I, q. 12 a. 6
Se tra coloro che vedono l'essenza di Dio, uno la veda più perfettamente di un altro?
Quaestio 12 · Come Dio sia conosciuto da noi
Obiezione 1: Sembra che tra coloro che vedono l'essenza di Dio, uno non la veda più perfettamente di un altro. Infatti sta scritto (1 Gv 3,2): "Lo vedremo così come Egli è". Ma Egli è solo in un modo. Dunque Egli sarà visto da tutti in un solo modo; e perciò non sarà visto più perfettamente da uno e meno perfettamente da un altro.
Obiezione 2: Inoltre, Agostino dice (Octog. Tri. Quaest. qu. xxxii): "Una persona non può vedere una e medesima cosa più perfettamente di un'altra". Ma tutti coloro che vedono l'essenza di Dio, intendono l'essenza Divina, poiché Dio è visto dall'intelletto e non dal senso, come è stato mostrato sopra (Article [3]). Dunque tra coloro che vedono l'essenza divina, uno non vede più chiaramente di un altro.

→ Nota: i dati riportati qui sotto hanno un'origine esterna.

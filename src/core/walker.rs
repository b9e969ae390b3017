//! Resolves the selection model into a concrete, ordered file list.

use std::cmp::Ordering;
use std::collections::HashSet;
use std::path::{Component, Path, PathBuf};

use tracing::debug;
use walkdir::WalkDir;

use crate::core::{ResolvedFile, WalkOutcome};
use crate::store::{Selection, SelectionKind};

/// Directory names skipped during recursive traversal, at any depth.
pub const DEFAULT_PRUNE_NAMES: &[&str] = &[
    ".git",
    "__pycache__",
    "node_modules",
    "target",
    "build",
    ".venv",
    "venv",
    "dist",
];

/// Walks a project's selections and produces the deterministic file list
/// that feeds the context assembler.
pub struct TreeWalker {
    prune_names: HashSet<String>,
    context_filename: String,
}

impl TreeWalker {
    pub fn new(prune_names: &[String], context_filename: &str) -> Self {
        Self {
            prune_names: prune_names.iter().cloned().collect(),
            context_filename: context_filename.to_string(),
        }
    }

    /// Resolves `selections` against the file system under `root`.
    ///
    /// File selections are included verbatim; directory selections are
    /// walked recursively with their filter set applied. Missing paths
    /// produce warnings, never errors. The returned list is deduplicated
    /// (first selection wins) and ordered depth-first with subdirectories
    /// before files, alphabetically within each group, so repeated runs
    /// over an unchanged tree yield byte-identical output downstream.
    pub fn resolve(&self, root: &Path, selections: &[Selection]) -> WalkOutcome {
        let mut outcome = WalkOutcome::default();
        let mut seen: HashSet<PathBuf> = HashSet::new();

        for selection in selections {
            match selection.kind {
                SelectionKind::File => {
                    self.resolve_file(root, selection, &mut seen, &mut outcome)
                }
                SelectionKind::Directory => {
                    self.resolve_directory(root, selection, &mut seen, &mut outcome)
                }
            }
        }

        outcome
            .files
            .sort_by(|a, b| compare_tree_order(&relative(root, &a.path), &relative(root, &b.path)));
        outcome
    }

    fn resolve_file(
        &self,
        root: &Path,
        selection: &Selection,
        seen: &mut HashSet<PathBuf>,
        outcome: &mut WalkOutcome,
    ) {
        if !selection.path.is_file() {
            outcome
                .warnings
                .push(format!("Selected path not found: {}", display_rel(root, &selection.path)));
            return;
        }
        if self.is_context_file(&selection.path) {
            return;
        }
        if seen.insert(selection.path.clone()) {
            outcome.files.push(ResolvedFile {
                path: selection.path.clone(),
                selection_id: selection.id,
            });
        }
    }

    fn resolve_directory(
        &self,
        root: &Path,
        selection: &Selection,
        seen: &mut HashSet<PathBuf>,
        outcome: &mut WalkOutcome,
    ) {
        if !selection.path.is_dir() {
            outcome
                .warnings
                .push(format!("Selected path not found: {}", display_rel(root, &selection.path)));
            return;
        }

        let filters = FilterSet::parse(&selection.extension_filters);
        if filters.is_empty() {
            debug!(path = %selection.path.display(), "directory selection has no filters, skipping");
            return;
        }

        let walker = WalkDir::new(&selection.path)
            .follow_links(false)
            .into_iter()
            .filter_entry(|entry| {
                if entry.depth() == 0 || !entry.file_type().is_dir() {
                    return true;
                }
                let name = entry.file_name().to_string_lossy();
                !name.starts_with('.') && !self.prune_names.contains(name.as_ref())
            });

        for entry in walker {
            let entry = match entry {
                Ok(entry) => entry,
                Err(e) => {
                    outcome.warnings.push(format!("Walk error: {e}"));
                    continue;
                }
            };
            if !entry.file_type().is_file() {
                continue;
            }
            if self.is_context_file(entry.path()) {
                continue;
            }
            if !filters.matches(entry.path()) {
                continue;
            }
            let path = entry.path().to_path_buf();
            if seen.insert(path.clone()) {
                outcome.files.push(ResolvedFile {
                    path,
                    selection_id: selection.id,
                });
            }
        }
    }

    fn is_context_file(&self, path: &Path) -> bool {
        path.file_name()
            .map(|name| name.to_string_lossy() == self.context_filename)
            .unwrap_or(false)
    }
}

/// The parsed filter set of a directory selection.
///
/// Each raw entry is either an extension (leading dot optional, matched
/// case-insensitively) or, when it contains an interior dot, an exact
/// filename such as `CMakeLists.txt`. An empty set matches nothing.
struct FilterSet {
    extensions: HashSet<String>,
    filenames: HashSet<String>,
}

impl FilterSet {
    fn parse(raw: &[String]) -> Self {
        let mut extensions = HashSet::new();
        let mut filenames = HashSet::new();
        for entry in raw {
            let entry = entry.trim();
            if entry.is_empty() {
                continue;
            }
            let stripped = entry.strip_prefix('.').unwrap_or(entry);
            if stripped.contains('.') {
                filenames.insert(entry.to_lowercase());
            } else {
                extensions.insert(stripped.to_lowercase());
            }
        }
        Self {
            extensions,
            filenames,
        }
    }

    fn is_empty(&self) -> bool {
        self.extensions.is_empty() && self.filenames.is_empty()
    }

    fn matches(&self, path: &Path) -> bool {
        if let Some(name) = path.file_name() {
            if self.filenames.contains(&name.to_string_lossy().to_lowercase()) {
                return true;
            }
        }
        if let Some(ext) = path.extension() {
            if self.extensions.contains(&ext.to_string_lossy().to_lowercase()) {
                return true;
            }
        }
        false
    }
}

/// Orders relative paths depth-first with subdirectories before files at
/// each level, alphabetically within each group.
pub fn compare_tree_order(a: &Path, b: &Path) -> Ordering {
    let a_parts: Vec<&str> = components(a);
    let b_parts: Vec<&str> = components(b);

    let mut i = 0;
    loop {
        match (a_parts.get(i), b_parts.get(i)) {
            (Some(ac), Some(bc)) => {
                let a_is_leaf = i + 1 == a_parts.len();
                let b_is_leaf = i + 1 == b_parts.len();
                if ac == bc {
                    if a_is_leaf != b_is_leaf {
                        // A file and a directory sharing a name at the same
                        // level; the directory's contents come first.
                        return if a_is_leaf {
                            Ordering::Greater
                        } else {
                            Ordering::Less
                        };
                    }
                    i += 1;
                    continue;
                }
                return match (a_is_leaf, b_is_leaf) {
                    (true, false) => Ordering::Greater,
                    (false, true) => Ordering::Less,
                    _ => ac.cmp(bc),
                };
            }
            (None, None) => return Ordering::Equal,
            (None, Some(_)) => return Ordering::Less,
            (Some(_), None) => return Ordering::Greater,
        }
    }
}

fn components(path: &Path) -> Vec<&str> {
    path.components()
        .filter_map(|c| match c {
            Component::Normal(s) => s.to_str(),
            _ => None,
        })
        .collect()
}

fn relative(root: &Path, path: &Path) -> PathBuf {
    path.strip_prefix(root)
        .map(Path::to_path_buf)
        .unwrap_or_else(|_| path.to_path_buf())
}

/// Renders a path relative to the project root with forward slashes, for
/// warnings and UI display. Paths outside the root stay absolute.
pub fn display_rel(root: &Path, path: &Path) -> String {
    let rel = relative(root, path);
    let parts: Vec<&str> = components(&rel);
    if parts.is_empty() {
        rel.to_string_lossy().into_owned()
    } else {
        parts.join("/")
    }
}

Obiezione 3: Inoltre, che qualcosa sia visto più perfettamente di un altro può accadere in due modi: o da parte dell'oggetto visibile, o da parte della potenza visiva del vedente. Da parte dell'oggetto, può accadere perché l'oggetto è ricevuto più perfettamente nel vedente, cioè, secondo la maggiore perfezione della similitudine; ma questo non si applica alla presente questione, poiché Dio è presente all'intelletto che Lo vede non per via di similitudine, ma per la Sua essenza. Ne consegue allora che se uno Lo vede più perfettamente di un altro, ciò accade secondo la differenza della potenza intellettuale; così ne consegue anche che colui la cui potenza intellettuale è più alta, Lo vedrà più chiaramente; e questo è incongruo; poiché l'uguaglianza con gli angeli è promessa agli uomini come loro beatitudine.
In contrario, La vita eterna consiste nella visione di Dio, secondo Gv 17,3: "Questa è la vita eterna, che conoscano Te, il solo vero Dio", ecc. Dunque se tutti vedessero l'essenza di Dio ugualmente nella vita eterna, tutti sarebbero uguali; il contrario di ciò è dichiarato dall'Apostolo: "Stella differisce da stella in gloria" (1 Cor 15,41).
Rispondo che, Tra coloro che vedono l'essenza di Dio, uno Lo vede più perfettamente di un altro. Questo, invero, non avviene come se uno avesse una similitudine di Dio più perfetta di un altro, poiché quella visione non scaturirà da alcuna similitudine; ma avverrà perché un intelletto avrà una maggiore potenza o facoltà di vedere Dio rispetto a un altro. La facoltà di vedere Dio, tuttavia, non appartiene all'intelletto creato naturalmente, ma gli è data dal lume di gloria, che stabilisce l'intelletto in una sorta di "deiformità", come appare da quanto detto sopra, nell'articolo precedente.
Quindi l'intelletto che ha più lume di gloria vedrà Dio più perfettamente; e avrà una più piena partecipazione del lume di gloria colui che ha più carità; perché dove c'è maggiore carità, c'è più desiderio; e il desiderio in un certo grado rende colui che desidera atto e preparato a ricevere l'oggetto desiderato. Quindi colui che possiede più carità, vedrà Dio più perfettamente, e sarà più beato.
Risposta all'obiezione 1: Nelle parole, "Lo vedremo così come Egli è", la congiunzione "come" determina il modo della visione da parte dell'oggetto visto, cosicché il significato è: vedremo che Egli è così come è, perché vedremo la Sua esistenza, che è la Sua essenza. Ma non determina il modo della visione da parte di colui che vede; come se il significato fosse che il modo di vedere Dio sarà perfetto quanto è perfetto il modo dell'esistenza di Dio.
Così appare la risposta alla Seconda Obiezione. Infatti quando si dice che un intelletto non intende una e medesima cosa meglio di un altro, questo sarebbe vero se riferito al modo della cosa intesa, poiché chiunque la intenda diversamente da come essa è realmente, non la intende veramente, ma non se riferito al modo di intendere, poiché l'intendimento di uno è più perfetto dell'intendimento di un altro.
Risposta all'obiezione 3: La diversità del vedere non sorgerà da parte dell'oggetto visto, poiché lo stesso oggetto sarà presentato a tutti, vale a dire l'essenza di Dio; né sorgerà dalla diversa partecipazione dell'oggetto visto mediante diverse similitudini; ma sorgerà da parte della diversa facoltà dell'intelletto, non, invero, la facoltà naturale, ma la facoltà glorificata.